Private/Corporatised Healthcare in India


Devastating fires are only one part of the management of private/corporate hospitals. Thanks to the self-promoting glitz and chutzpah surrounding them, they are, in fact, the blind spot of both the governments and the people, as regards accountability and transparency. Occasionally, someone somewhere who has been the victim of their blunders or exactions, bursts out in exasperation as, for instance, in the following blog by a distinguished professor:
“The corporate hospitals scare the life out of a patient as part of the milking process. Most of the drama of treatment that goes on is just to empty your pockets and to fill theirs….We've given them power they don't deserve and respect they haven't earned.”
...
Here is an extract from an article by Dr Sumanth C.Raman, published in The Hindu of January 15:
“….no one really knows if the quality of care in these hospitals is as good as claimed as there is simply no organisation or body, government or private, that is measuring it. Almost none of these ‘centres of excellence' are willing to publish their outcomes or put up the results they get (with the patient risk stratification) on their websites as is done abroad. Browse through many major hospital websites in the developed world and you can check for yourself what their risk adjusted mortality rates are, their readmission rates, their infection rates, their quality indicators and attainment percentages for specific conditions like a heart attack, stroke and the like, their patient safety indicators, etc. Almost none of our corporate hospitals provide this information. Many do not even have the systems in place to measure these.

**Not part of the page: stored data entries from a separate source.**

//! Work categories that measured time is attributed to
//!
//! The set is closed on purpose: every `SampleSet` carries one sample per
//! category at all times, so adding a variant here is all it takes to track a
//! new kind of work everywhere.

use std::fmt;

/// Kinds of work a scope can attribute wall-clock time to
///
/// Declaration order is the report order. The discriminant doubles as the
/// index into the dense per-category sample array.
#[derive(Debug, Clone, Copy, PartialEq, Eq, PartialOrd, Ord, Hash, Default)]
pub enum Category {
    /// In-process computation
    Cpu,
    /// Local file I/O
    File,
    /// GPU work
    Gpu,
    /// Anything not covered by a more specific category
    #[default]
    Other,
    /// REST calls to remote services
    Rest,
    /// SMB network shares
    Smb,
    /// Database access
    Sql,
    /// Raw TCP traffic
    Tcp,
}

impl Category {
    /// Number of categories; length of every per-category array
    pub const COUNT: usize = 8;

    /// All categories in declaration (= report) order
    pub const ALL: [Category; Category::COUNT] = [
        Category::Cpu,
        Category::File,
        Category::Gpu,
        Category::Other,
        Category::Rest,
        Category::Smb,
        Category::Sql,
        Category::Tcp,
    ];

    /// Index into a dense per-category array
    pub const fn index(self) -> usize {
        self as usize
    }

    /// Uppercase label used in reports and trace lines
    pub const fn label(self) -> &'static str {
        match self {
            Category::Cpu => "CPU",
            Category::File => "FILE",
            Category::Gpu => "GPU",
            Category::Other => "OTHER",
            Category::Rest => "REST",
            Category::Smb => "SMB",
            Category::Sql => "SQL",
            Category::Tcp => "TCP",
        }
    }
}

impl fmt::Display for Category {
    fn fmt(&self, f: &mut fmt::Formatter<'_>) -> fmt::Result {
        f.write_str(self.label())
    }
}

“All we have to go by is the assertion by these hospitals themselves through the glitzy ads we see in the media with an emphasis on the certifications they have received….(from) JCI Certified (Joint Commission International) or NABH (National Accreditation Board for Hospitals).….However, what these quality organisations evaluate is predominantly the capability of these hospitals to deliver quality care and not the actual delivery of quality care…”
And I thought this was really amusing, in a fiendish sort of way: 
I was actually present during the visit of JCI to a much hyped hospital for renewal of its accreditation. Normally, this hospital swarms with milling crowds making for unconscionable delays in attending to patients by doctors and the laboratory staff.
Just to dress it up for the JCI visit, the Chairman himself led his senior aides to drive the patients out and empty the corridors, so that everything looked swanky and picture-perfect.
But I believe health tourism is doing wonders for these hospitals.  So much so that practitioners are pressurised to take up the tourists on priority basis.

I always say - hand over everything to the private sector.  They will always do the best job.  Yes.